◆ Dataset ◆
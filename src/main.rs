//! color-guess CLI
//!
//! Guess the hex code of a color swatch in the terminal.

use std::path::PathBuf;
use std::process::ExitCode;

use clap::{Parser, Subcommand};
use tracing::debug;

use color_guess::color::{parse_hex, random_color};
use color_guess::config::Config;
use color_guess::error::Error;
use color_guess::game::Round;
use color_guess::logging::init_tracing;
use color_guess::options::build_options;
use color_guess::report::{OptionSetReport, format_colors, format_modes, format_option_set};
use color_guess::types::{GameMode, OutputFormat};

/// Upper bound for `color --count`.
const MAX_COLOR_COUNT: u64 = 10_000;

#[derive(Parser)]
#[command(name = "color-guess")]
#[command(about = "Match a color swatch to its hex code")]
#[command(version)]
struct Cli {
    /// Config file (default: platform config dir)
    #[arg(long, global = true)]
    config: Option<PathBuf>,

    #[command(subcommand)]
    command: Option<Commands>,
}

#[derive(Subcommand)]
enum Commands {
    /// Play the game (default)
    Play {
        /// Skip the mode menu and start a round right away
        #[arg(long, value_enum)]
        mode: Option<ModeArg>,
    },

    /// List the game modes and their option counts
    Modes {
        /// Output format
        #[arg(long, value_enum, default_value = "human")]
        format: OutputFormatArg,
    },

    /// Print random colors
    Color {
        /// How many colors to print
        #[arg(
            long,
            default_value_t = 1,
            value_parser = clap::value_parser!(u64).range(1..=MAX_COLOR_COUNT)
        )]
        count: u64,

        /// Output format
        #[arg(long, value_enum, default_value = "human")]
        format: OutputFormatArg,
    },

    /// Print a generated option set for a mode
    Options {
        /// Game mode
        #[arg(long, value_enum)]
        mode: ModeArg,

        /// Target color as #rrggbb (default: random)
        #[arg(long)]
        target: Option<String>,

        /// Output format
        #[arg(long, value_enum, default_value = "human")]
        format: OutputFormatArg,
    },
}

#[derive(Clone, Copy, clap::ValueEnum)]
enum OutputFormatArg {
    Human,
    Json,
}

impl From<OutputFormatArg> for OutputFormat {
    fn from(arg: OutputFormatArg) -> Self {
        match arg {
            OutputFormatArg::Human => OutputFormat::Human,
            OutputFormatArg::Json => OutputFormat::Json,
        }
    }
}

#[derive(Clone, Copy, clap::ValueEnum)]
enum ModeArg {
    Beginner,
    Intermediate,
    Advanced,
    Master,
}

impl From<ModeArg> for GameMode {
    fn from(arg: ModeArg) -> Self {
        match arg {
            ModeArg::Beginner => GameMode::Beginner,
            ModeArg::Intermediate => GameMode::Intermediate,
            ModeArg::Advanced => GameMode::Advanced,
            ModeArg::Master => GameMode::Master,
        }
    }
}

fn main() -> ExitCode {
    let cli = Cli::parse();
    init_tracing();

    let result = Config::load(cli.config.as_deref())
        .map_err(Error::from)
        .and_then(|config| {
            debug!(?config, "config loaded");
            match cli.command {
                None => cmd_play(&config, None),
                Some(Commands::Play { mode }) => cmd_play(&config, mode.map(Into::into)),
                Some(Commands::Modes { format }) => cmd_modes(format.into()),
                Some(Commands::Color { count, format }) => cmd_color(count, format.into()),
                Some(Commands::Options { mode, target, format }) => {
                    cmd_options(&config, mode.into(), target.as_deref(), format.into())
                }
            }
        });

    match result {
        Ok(()) => ExitCode::SUCCESS,
        Err(e) => {
            eprintln!("Error: {}", e);
            ExitCode::FAILURE
        }
    }
}

// ============================================================================
// COMMAND HANDLERS
// ============================================================================

fn cmd_play(config: &Config, mode: Option<GameMode>) -> Result<(), Error> {
    color_guess::tui::run(config, mode)
}

fn cmd_modes(format: OutputFormat) -> Result<(), Error> {
    print!("{}", format_modes(format)?);
    Ok(())
}

fn cmd_color(count: u64, format: OutputFormat) -> Result<(), Error> {
    let mut rng = rand::rng();
    let colors: Vec<_> = (0..count).map(|_| random_color(&mut rng)).collect();
    print!("{}", format_colors(&colors, format)?);
    Ok(())
}

fn cmd_options(
    config: &Config,
    mode: GameMode,
    target: Option<&str>,
    format: OutputFormat,
) -> Result<(), Error> {
    let mut rng = rand::rng();
    let option_config = config.option_config();

    let round = match target {
        Some(hex) => {
            let target = parse_hex(hex)?;
            let options = build_options(target, mode.option_count(), &option_config, &mut rng)?;
            Round {
                mode,
                target,
                options,
            }
        }
        None => Round::generate(mode, &option_config, &mut rng)?,
    };

    print!("{}", format_option_set(&OptionSetReport::from(&round), format)?);
    Ok(())
}

// ============================================================================
// TESTS
// ============================================================================

#[cfg(test)]
mod tests {
    use super::*;

    fn parse(args: &[&str]) -> Result<Cli, clap::Error> {
        Cli::try_parse_from(std::iter::once("color-guess").chain(args.iter().copied()))
    }

    #[test]
    fn color_count_within_bounds_is_accepted() {
        let cli = parse(&["color", "--count", "10000"]).unwrap();
        assert!(matches!(cli.command, Some(Commands::Color { count: 10_000, .. })));
    }

    #[test]
    fn color_count_out_of_bounds_is_rejected() {
        assert!(parse(&["color", "--count", "0"]).is_err());
        assert!(parse(&["color", "--count", "10001"]).is_err());
        assert!(parse(&["color", "--count", "18446744073709551615"]).is_err());
    }

    #[test]
    fn no_subcommand_means_play() {
        let cli = parse(&[]).unwrap();
        assert!(cli.command.is_none());
    }
}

◆ Aim of the task ◆
Print all the entries exactly as written.

◆ Answer space ◆
filename src/main.rs
//! color-guess CLI
//!
//! Guess the hex code of a color swatch in the terminal.

use std::path::PathBuf;
use std::process::ExitCode;

use clap::{Parser, Subcommand};
use tracing::debug;

use color_guess::color::{parse_hex, random_color};
use color_guess::config::Config;
use color_guess::error::Error;
use color_guess::game::Round;
use color_guess::logging::init_tracing;
use color_guess::options::build_options;
use color_guess::report::{OptionSetReport, format_colors, format_modes, format_option_set};
use color_guess::types::{GameMode, OutputFormat};

/// Upper bound for `color --count`.
const MAX_COLOR_COUNT: u64 = 10_000;

#[derive(Parser)]
#[command(name = "color-guess")]
#[command(about = "Match a color swatch to its hex code")]
#[command(version)]
struct Cli {
    /// Config file (default: platform config dir)
    #[arg(long, global = true)]
    config: Option<PathBuf>,

    #[command(subcommand)]
    command: Option<Commands>,
}

#[derive(Subcommand)]
enum Commands {
    /// Play the game (default)
    Play {
        /// Skip the mode menu and start a round right away
        #[arg(long, value_enum)]
        mode: Option<ModeArg>,
    },

    /// List the game modes and their option counts
    Modes {
        /// Output format
        #[arg(long, value_enum, default_value = "human")]
        format: OutputFormatArg,
    },

    /// Print random colors
    Color {
        /// How many colors to print
        #[arg(
            long,
            default_value_t = 1,
            value_parser = clap::value_parser!(u64).range(1..=MAX_COLOR_COUNT)
        )]
        count: u64,

        /// Output format
        #[arg(long, value_enum, default_value = "human")]
        format: OutputFormatArg,
    },

    /// Print a generated option set for a mode
    Options {
        /// Game mode
        #[arg(long, value_enum)]
        mode: ModeArg,

        /// Target color as #rrggbb (default: random)
        #[arg(long)]
        target: Option<String>,

        /// Output format
        #[arg(long, value_enum, default_value = "human")]
        format: OutputFormatArg,
    },
}

#[derive(Clone, Copy, clap::ValueEnum)]
enum OutputFormatArg {
    Human,
    Json,
}

impl From<OutputFormatArg> for OutputFormat {
    fn from(arg: OutputFormatArg) -> Self {
        match arg {
            OutputFormatArg::Human => OutputFormat::Human,
            OutputFormatArg::Json => OutputFormat::Json,
        }
    }
}

#[derive(Clone, Copy, clap::ValueEnum)]
enum ModeArg {
    Beginner,
    Intermediate,
    Advanced,
    Master,
}

impl From<ModeArg> for GameMode {
    fn from(arg: ModeArg) -> Self {
        match arg {
            ModeArg::Beginner => GameMode::Beginner,
            ModeArg::Intermediate => GameMode::Intermediate,
            ModeArg::Advanced => GameMode::Advanced,
            ModeArg::Master => GameMode::Master,
        }
    }
}

fn main() -> ExitCode {
    let cli = Cli::parse();
    init_tracing();

    let result = Config::load(cli.config.as_deref())
        .map_err(Error::from)
        .and_then(|config| {
            debug!(?config, "config loaded");
            match cli.command {
                None => cmd_play(&config, None),
                Some(Commands::Play { mode }) => cmd_play(&config, mode.map(Into::into)),
                Some(Commands::Modes { format }) => cmd_modes(format.into()),
                Some(Commands::Color { count, format }) => cmd_color(count, format.into()),
                Some(Commands::Options { mode, target, format }) => {
                    cmd_options(&config, mode.into(), target.as_deref(), format.into())
                }
            }
        });

    match result {
        Ok(()) => ExitCode::SUCCESS,
        Err(e) => {
            eprintln!("Error: {}", e);
            ExitCode::FAILURE
        }
    }
}

// ============================================================================
// COMMAND HANDLERS
// ============================================================================

fn cmd_play(config: &Config, mode: Option<GameMode>) -> Result<(), Error> {
    color_guess::tui::run(config, mode)
}

fn cmd_modes(format: OutputFormat) -> Result<(), Error> {
    print!("{}", format_modes(format)?);
    Ok(())
}

fn cmd_color(count: u64, format: OutputFormat) -> Result<(), Error> {
    let mut rng = rand::rng();
    let colors: Vec<_> = (0..count).map(|_| random_color(&mut rng)).collect();
    print!("{}", format_colors(&colors, format)?);
    Ok(())
}

fn cmd_options(
    config: &Config,
    mode: GameMode,
    target: Option<&str>,
    format: OutputFormat,
) -> Result<(), Error> {
    let mut rng = rand::rng();
    let option_config = config.option_config();

    let round = match target {
        Some(hex) => {
            let target = parse_hex(hex)?;
            let options = build_options(target, mode.option_count(), &option_config, &mut rng)?;
            Round {
                mode,
                target,
                options,
            }
        }
        None => Round::generate(mode, &option_config, &mut rng)?,
    };

    print!("{}", format_option_set(&OptionSetReport::from(&round), format)?);
    Ok(())
}

// ============================================================================
// TESTS
// ============================================================================

#[cfg(test)]
mod tests {
    use super::*;

    fn parse(args: &[&str]) -> Result<Cli, clap::Error> {
        Cli::try_parse_from(std::iter::once("color-guess").chain(args.iter().copied()))
    }

    #[test]
    fn color_count_within_bounds_is_accepted() {
        let cli = parse(&["color", "--count", "10000"]).unwrap();
        assert!(matches!(cli.command, Some(Commands::Color { count: 10_000, .. })));
    }

    #[test]
    fn color_count_out_of_bounds_is_rejected() {
        assert!(parse(&["color", "--count", "0"]).is_err());
        assert!(parse(&["color", "--count", "10001"]).is_err());
        assert!(parse(&["color", "--count", "18446744073709551615"]).is_err());
    }

    #[test]
    fn no_subcommand_means_play() {
        let cli = parse(&[]).unwrap();
        assert!(cli.command.is_none());
    }
}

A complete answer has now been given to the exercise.